**Given information:**
//! Geometry leaves
//!
//! A [`Drawable`] owns vertex data plus an optional state set and is shared
//! into render leaves by `Arc`, so a draw thread can keep drawing frame N
//! while frame N+1 restructures the graph. Its bounding box is recomputed on
//! every array mutation; it always bounds the current vertex data.

use std::sync::Arc;

use crate::foundation::math::Vec3;
use crate::state::StateSet;

use super::bounds::Aabb;

/// How the vertex array is assembled into primitives
#[derive(Debug, Clone, Copy, PartialEq, Eq)]
pub enum PrimitiveMode {
    /// Independent points
    Points,
    /// Independent line segments, two vertices each
    Lines,
    /// Independent triangles, three vertices each
    Triangles,
}

/// A geometry leaf: vertex data plus optional state
#[derive(Debug, Clone)]
pub struct Drawable {
    name: Option<String>,
    vertices: Vec<Vec3>,
    indices: Option<Vec<u32>>,
    mode: PrimitiveMode,
    state_set: Option<Arc<StateSet>>,
    bound: Aabb,
}

impl Drawable {
    /// Create a drawable from a vertex array
    pub fn new(mode: PrimitiveMode, vertices: Vec<Vec3>) -> Self {
        let bound = compute_bound(&vertices);
        Self {
            name: None,
            vertices,
            indices: None,
            mode,
            state_set: None,
            bound,
        }
    }

    /// Create an indexed drawable
    pub fn with_indices(mode: PrimitiveMode, vertices: Vec<Vec3>, indices: Vec<u32>) -> Self {
        let bound = compute_bound(&vertices);
        Self {
            name: None,
            vertices,
            indices: Some(indices),
            mode,
            state_set: None,
            bound,
        }
    }

    /// Builder-style name assignment
    pub fn named(mut self, name: impl Into<String>) -> Self {
        self.name = Some(name.into());
        self
    }

    /// Builder-style state-set assignment
    pub fn with_state_set(mut self, state_set: Arc<StateSet>) -> Self {
        self.state_set = Some(state_set);
        self
    }

    /// Drawable name, if any
    pub fn name(&self) -> Option<&str> {
        self.name.as_deref()
    }

    /// Primitive assembly mode
    pub fn mode(&self) -> PrimitiveMode {
        self.mode
    }

    /// Vertex array
    pub fn vertices(&self) -> &[Vec3] {
        &self.vertices
    }

    /// Index array, if indexed
    pub fn indices(&self) -> Option<&[u32]> {
        self.indices.as_deref()
    }

    /// Replace the vertex array; the bound is recomputed immediately
    pub fn set_vertices(&mut self, vertices: Vec<Vec3>) {
        self.bound = compute_bound(&vertices);
        self.vertices = vertices;
    }

    /// Replace the index array
    pub fn set_indices(&mut self, indices: Option<Vec<u32>>) {
        self.indices = indices;
    }

    /// State set attached directly to this drawable
    pub fn state_set(&self) -> Option<&Arc<StateSet>> {
        self.state_set.as_ref()
    }

    /// Attach or clear the drawable's own state set
    pub fn set_state_set(&mut self, state_set: Option<Arc<StateSet>>) {
        self.state_set = state_set;
    }

    /// Local-space bounding box of the current vertex data
    ///
    /// Invalid when the drawable has no vertices; such drawables are skipped
    /// by the cull traversal rather than drawn or reported as errors.
    pub fn bound(&self) -> Aabb {
        self.bound
    }

    /// Number of primitives the vertex/index data assembles into
    pub fn primitive_count(&self) -> usize {
        let n = self
            .indices
            .as_ref()
            .map_or(self.vertices.len(), Vec::len);
        match self.mode {
            PrimitiveMode::Points => n,
            PrimitiveMode::Lines => n / 2,
            PrimitiveMode::Triangles => n / 3,
        }
    }
}

fn compute_bound(vertices: &[Vec3]) -> Aabb {
    let mut bound = Aabb::empty();
    for v in vertices {
        bound.expand_by_point(*v);
    }
    bound
}

/// An axis-aligned unit-ish box drawable, handy for tests and placeholders
pub fn box_drawable(center: Vec3, half_extent: f32) -> Drawable {
    let e = half_extent;
    let corners: Vec<Vec3> = (0..8)
        .map(|i| {
            center
                + Vec3::new(
                    if i & 1 != 0 { e } else { -e },
                    if i & 2 != 0 { e } else { -e },
                    if i & 4 != 0 { e } else { -e },
                )
        })
        .collect();
    // 12 triangles over the 8 corners
    let indices = vec![
        0, 1, 3, 0, 3, 2, // -z
        4, 6, 7, 4, 7, 5, // +z
        0, 4, 5, 0, 5, 1, // -y
        2, 3, 7, 2, 7, 6, // +y
        0, 2, 6, 0, 6, 4, // -x
        1, 5, 7, 1, 7, 3, // +x
    ];
    Drawable::with_indices(PrimitiveMode::Triangles, corners, indices)
}

#[cfg(test)]
mod tests {
    use super::*;
    use approx::assert_relative_eq;

    #[test]
    fn test_bound_tracks_vertices() {
        let mut d = Drawable::new(
            PrimitiveMode::Points,
            vec![Vec3::new(-1.0, 0.0, 0.0), Vec3::new(1.0, 2.0, 0.0)],
        );
        assert!(d.bound().valid());
        assert_relative_eq!(d.bound().max, Vec3::new(1.0, 2.0, 0.0));

        d.set_vertices(vec![Vec3::new(5.0, 5.0, 5.0)]);
        assert_relative_eq!(d.bound().min, Vec3::new(5.0, 5.0, 5.0));
        assert_relative_eq!(d.bound().max, Vec3::new(5.0, 5.0, 5.0));
    }

    #[test]
    fn test_empty_drawable_has_invalid_bound() {
        let d = Drawable::new(PrimitiveMode::Triangles, Vec::new());
        assert!(!d.bound().valid());
    }

    #[test]
    fn test_box_drawable_bound() {
        let d = box_drawable(Vec3::new(0.0, 0.0, 0.0), 1.0);
        let b = d.bound();
        assert_relative_eq!(b.min, Vec3::new(-1.0, -1.0, -1.0));
        assert_relative_eq!(b.max, Vec3::new(1.0, 1.0, 1.0));
        assert_eq!(d.primitive_count(), 12);
    }
}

**Exercise brief:**
Copy out the range of lines above starting at the line with "use crate::foundation::math::Vec3;" and ending at the line with "pub fn with_state_set(mut", exactly and including both.

**Task output:**
use crate::foundation::math::Vec3;
use crate::state::StateSet;

use super::bounds::Aabb;

/// How the vertex array is assembled into primitives
#[derive(Debug, Clone, Copy, PartialEq, Eq)]
pub enum PrimitiveMode {
    /// Independent points
    Points,
    /// Independent line segments, two vertices each
    Lines,
    /// Independent triangles, three vertices each
    Triangles,
}

/// A geometry leaf: vertex data plus optional state
#[derive(Debug, Clone)]
pub struct Drawable {
    name: Option<String>,
    vertices: Vec<Vec3>,
    indices: Option<Vec<u32>>,
    mode: PrimitiveMode,
    state_set: Option<Arc<StateSet>>,
    bound: Aabb,
}

impl Drawable {
    /// Create a drawable from a vertex array
    pub fn new(mode: PrimitiveMode, vertices: Vec<Vec3>) -> Self {
        let bound = compute_bound(&vertices);
        Self {
            name: None,
            vertices,
            indices: None,
            mode,
            state_set: None,
            bound,
        }
    }

    /// Create an indexed drawable
    pub fn with_indices(mode: PrimitiveMode, vertices: Vec<Vec3>, indices: Vec<u32>) -> Self {
        let bound = compute_bound(&vertices);
        Self {
            name: None,
            vertices,
            indices: Some(indices),
            mode,
            state_set: None,
            bound,
        }
    }

    /// Builder-style name assignment
    pub fn named(mut self, name: impl Into<String>) -> Self {
        self.name = Some(name.into());
        self
    }

    /// Builder-style state-set assignment
    pub fn with_state_set(mut self, state_set: Arc<StateSet>) -> Self {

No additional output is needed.